Wetting properties of various reservoir rocks strongly influence the efficiency and security of geological storage of carbon dioxide in deep saline aquifers. Numerical simulation of Carbon Capture and Storage (CCS) has become a considerable research option now-a-days due to less time and cost-effective outcomes compare to traditional laboratory based experiments. This study provides a Computational Fluid Dynamics (CFD) methodology for the pore-scale displacement mechanism of supercritical CO2 under different wetting conditions and quantify the effect of wettability and direction of flow on supercritical CO2 trapping.
A 3-Dimensional visualization software is used to build surface mesh from the micro-pores of the Bentheimer sandstone. A module of a commercial CFD software is used to generate volume mesh from the surface mesh and another module from the same CFD software is used to perform imbibition processes (supercritical CO2/brine) through the Bentheimer sandstone.

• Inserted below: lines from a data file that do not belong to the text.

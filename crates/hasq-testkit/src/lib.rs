//! # HASQ Testkit
//!
//! Testing utilities for HASQ chains.
//!
//! ## Overview
//!
//! This crate provides:
//!
//! - **Golden vectors**: Known chains with expected hashes for cross-implementation verification
//! - **Generators**: Proptest strategies for property-based testing
//! - **Fixtures**: Helper structs for setting up test scenarios
//!
//! ## Golden Vectors
//!
//! Golden vectors pin token, key, generator, and owner derivation:
//!
//! ```rust
//! use hasq_testkit::vectors::{all_vectors, chain_from_vector};
//!
//! for vector in all_vectors() {
//!     let chain = chain_from_vector(&vector).unwrap();
//!     println!("{}: {}", vector.name, chain.token());
//! }
//! ```
//!
//! ## Property Testing
//!
//! Use the generators with proptest:
//!
//! ```rust,ignore
//! use proptest::prelude::*;
//! use hasq_testkit::generators::{chain_from_params, ChainParams};
//!
//! proptest! {
//!     #[test]
//!     fn built_chains_validate(params: ChainParams) {
//!         let chain = chain_from_params(&params).unwrap();
//!         prop_assert!(chain.validate());
//!     }
//! }
//! ```
//!
//! ## Test Fixtures
//!
//! Quickly set up test scenarios:
//!
//! ```rust
//! use hasq_testkit::fixtures::TestFixture;
//!
//! let fixture = TestFixture::new();
//! let chain = fixture.build_chain(3).unwrap();
//! assert!(chain.validate());
//! ```

pub mod fixtures;
pub mod generators;
pub mod vectors;

pub use fixtures::{multi_holder_fixtures, owner_passphrase, TestFixture, TestHolder};
pub use generators::{chain_from_params, linked_cells, tamper, ChainParams, LinkedCell};
pub use vectors::{all_vectors, chain_from_vector, verify_all_vectors, GoldenVector};
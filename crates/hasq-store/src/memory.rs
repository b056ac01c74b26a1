//! In-memory implementation of the Store trait.
//!
//! Primarily for tests and embedding. Same semantics as a persistent
//! backend, but everything is lost when the store is dropped.

use std::collections::{BTreeMap, HashMap};

use async_trait::async_trait;
use tokio::sync::RwLock;
use tracing::debug;

use hasq_core::{Change, ChainRow, Key, Token};

use crate::error::{Result, StoreError};
use crate::records::{HolderId, KeyRecord, TokenRecord};
use crate::traits::{InsertResult, Store};

/// In-memory store implementation.
///
/// Thread-safe via an async RwLock. A change is applied under one write
/// guard, so readers never observe half a transfer.
pub struct MemoryStore {
    inner: RwLock<MemoryStoreInner>,
}

#[derive(Default)]
struct MemoryStoreInner {
    /// Registered tokens.
    tokens: HashMap<Token, TokenRecord>,

    /// Issued keys per token, in issue order.
    keys: HashMap<Token, Vec<KeyRecord>>,

    /// Chain rows per token, keyed by element id.
    rows: HashMap<Token, BTreeMap<u64, ChainRow>>,
}

impl MemoryStore {
    /// Create a new empty in-memory store.
    pub fn new() -> Self {
        Self {
            inner: RwLock::new(MemoryStoreInner::default()),
        }
    }

    /// Overwrite one stored row. Bypasses every check.
    ///
    /// Lets tests simulate a corrupted or forged backend.
    pub async fn overwrite_row(&self, token: &Token, row: ChainRow) {
        let mut inner = self.inner.write().await;
        inner.rows.entry(token.clone()).or_default().insert(row.id, row);
    }
}

impl Default for MemoryStore {
    fn default() -> Self {
        Self::new()
    }
}

fn not_found(token: &Token) -> StoreError {
    StoreError::NotFound(format!("token {}", token))
}

#[async_trait]
impl Store for MemoryStore {
    async fn insert_token(&self, record: &TokenRecord) -> Result<InsertResult> {
        let mut inner = self.inner.write().await;

        if inner.tokens.contains_key(&record.token) {
            return Ok(InsertResult::AlreadyExists);
        }

        inner.tokens.insert(record.token.clone(), record.clone());
        inner.rows.insert(record.token.clone(), BTreeMap::new());
        debug!(token = %record.token, title = %record.title, "token stored");
        Ok(InsertResult::Inserted)
    }

    async fn get_token(&self, token: &Token) -> Result<Option<TokenRecord>> {
        let inner = self.inner.read().await;
        Ok(inner.tokens.get(token).cloned())
    }

    async fn list_tokens(&self) -> Result<Vec<Token>> {
        let inner = self.inner.read().await;
        let mut tokens: Vec<Token> = inner.tokens.keys().cloned().collect();
        tokens.sort();
        Ok(tokens)
    }

    async fn insert_key(&self, record: &KeyRecord) -> Result<()> {
        let mut inner = self.inner.write().await;

        if !inner.tokens.contains_key(&record.token) {
            return Err(not_found(&record.token));
        }

        inner
            .keys
            .entry(record.token.clone())
            .or_default()
            .push(record.clone());
        Ok(())
    }

    async fn latest_key(&self, holder: &HolderId, token: &Token) -> Result<Option<KeyRecord>> {
        let inner = self.inner.read().await;
        Ok(inner.keys.get(token).and_then(|keys| {
            keys.iter()
                .filter(|k| &k.holder == holder)
                // Later issues win ties at the same position.
                .max_by(|a, b| a.id.cmp(&b.id))
                .cloned()
        }))
    }

    async fn holder_of(&self, token: &Token, key: &Key) -> Result<Option<HolderId>> {
        let inner = self.inner.read().await;
        Ok(inner.keys.get(token).and_then(|keys| {
            keys.iter()
                .rev()
                .find(|k| &k.key == key)
                .map(|k| k.holder.clone())
        }))
    }

    async fn count_rows(&self, token: &Token) -> Result<u64> {
        let inner = self.inner.read().await;
        let rows = inner.rows.get(token).ok_or_else(|| not_found(token))?;
        Ok(rows.len() as u64)
    }

    async fn load_rows(&self, token: &Token) -> Result<Vec<ChainRow>> {
        let inner = self.inner.read().await;
        let rows = inner.rows.get(token).ok_or_else(|| not_found(token))?;
        Ok(rows.values().cloned().collect())
    }

    async fn apply_change(&self, token: &Token, change: &Change, key: &Key) -> Result<()> {
        let mut inner = self.inner.write().await;
        let rows = inner.rows.get_mut(token).ok_or_else(|| not_found(token))?;

        // Check everything before touching anything. The new row must extend
        // the table without a gap, or the rows no longer load.
        let next = match rows.last_key_value() {
            Some((&last, _)) => last.checked_add(1),
            None => Some(0),
        };
        if next != Some(change.id) {
            return Err(StoreError::Conflict {
                token: token.to_string(),
                id: change.id,
            });
        }
        for (cell, id) in [
            (change.generator.is_some(), change.generator_id),
            (change.owner.is_some(), change.owner_id),
        ] {
            if cell && !rows.contains_key(&id) {
                return Err(StoreError::NotFound(format!("row {} of token {}", id, token)));
            }
        }

        rows.insert(
            change.id,
            ChainRow {
                id: change.id,
                key: key.as_str().to_owned(),
                generator: None,
                owner: None,
            },
        );
        if let Some(generator) = &change.generator {
            if let Some(row) = rows.get_mut(&change.generator_id) {
                row.generator = Some(generator.as_str().to_owned());
            }
        }
        if let Some(owner) = &change.owner {
            if let Some(row) = rows.get_mut(&change.owner_id) {
                row.owner = Some(owner.as_str().to_owned());
            }
        }

        debug!(
            token = %token,
            id = change.id,
            generator_id = change.generator_id,
            owner_id = change.owner.as_ref().map(|_| change.owner_id),
            "change applied"
        );
        Ok(())
    }
}
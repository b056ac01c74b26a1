//! Error types for the Registry.

use hasq_core::{CoreError, Token, ValidationError};
use hasq_store::{HolderId, StoreError};
use thiserror::Error;

/// Errors that can occur during Registry operations.
#[derive(Debug, Error)]
pub enum RegistryError {
    /// Storage error.
    #[error("storage error: {0}")]
    Store(#[from] StoreError),

    /// Protocol error.
    #[error("chain error: {0}")]
    Core(#[from] CoreError),

    /// Token already registered.
    #[error("token already exists: {0:?}")]
    TokenExists(Token),

    /// Token not registered.
    #[error("token not found: {0:?}")]
    TokenNotFound(Token),

    /// The holder has no key for this token.
    #[error("no key issued to {holder} for token {token:?}")]
    KeyNotFound { holder: HolderId, token: Token },

    /// The holder already owns the token.
    #[error("token already owned by {0}")]
    AlreadyOwner(HolderId),

    /// The holder's latest key was derived for a different position.
    #[error("key derived for position {got}, next position is {expected}")]
    KeyOutOfSequence { expected: u64, got: u64 },

    /// The stored chain failed validation.
    #[error("chain of token {token:?} is damaged: {source}")]
    ChainDamaged {
        token: Token,
        #[source]
        source: ValidationError,
    },
}

/// Result type for Registry operations.
pub type Result<T> = std::result::Result<T, RegistryError>;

Full Navier-Stokes equations are solved by using Eulerian-Eulerian multiphase transient flow approach. Free surface flow model is used to integrate the effect of capillary forces. This model determines the pressure gradient at the two-phase interface. The flow is assumed to be laminar, isothermal and there is no mass transfer between phases.
The initial condition of the imbibition processes was obtained from a drainage process for a strongly water-wet system. For this, a Bentheimer sandstone was completely filled with brine and supercritical CO2 was injected. The simulation was stopped when brine was drained by supercritical CO2 and the system reached the steady state conditions. This phase distribution was used as an initial boundary condition for the imbibition processes. The imbibition processes were performed in two opposite direction for different contact angles (100° and 110°). The effect of wettability and direction of brine on supercritical CO2 trapping were observed. The residual saturation of supercritical CO2 was significantly different in two opposite direction of brine flow. In the reverse imbibition process, normalized residual supercritical CO2 saturation values are increased but, the amount of normalized trapped supercritical CO2 values are decreased. It was mainly due to the amount of normalized free supercritical CO2 saturation values (which were equal to the difference between normalized residual supercritical CO2 saturation and normalized free supercritical CO2 saturation values).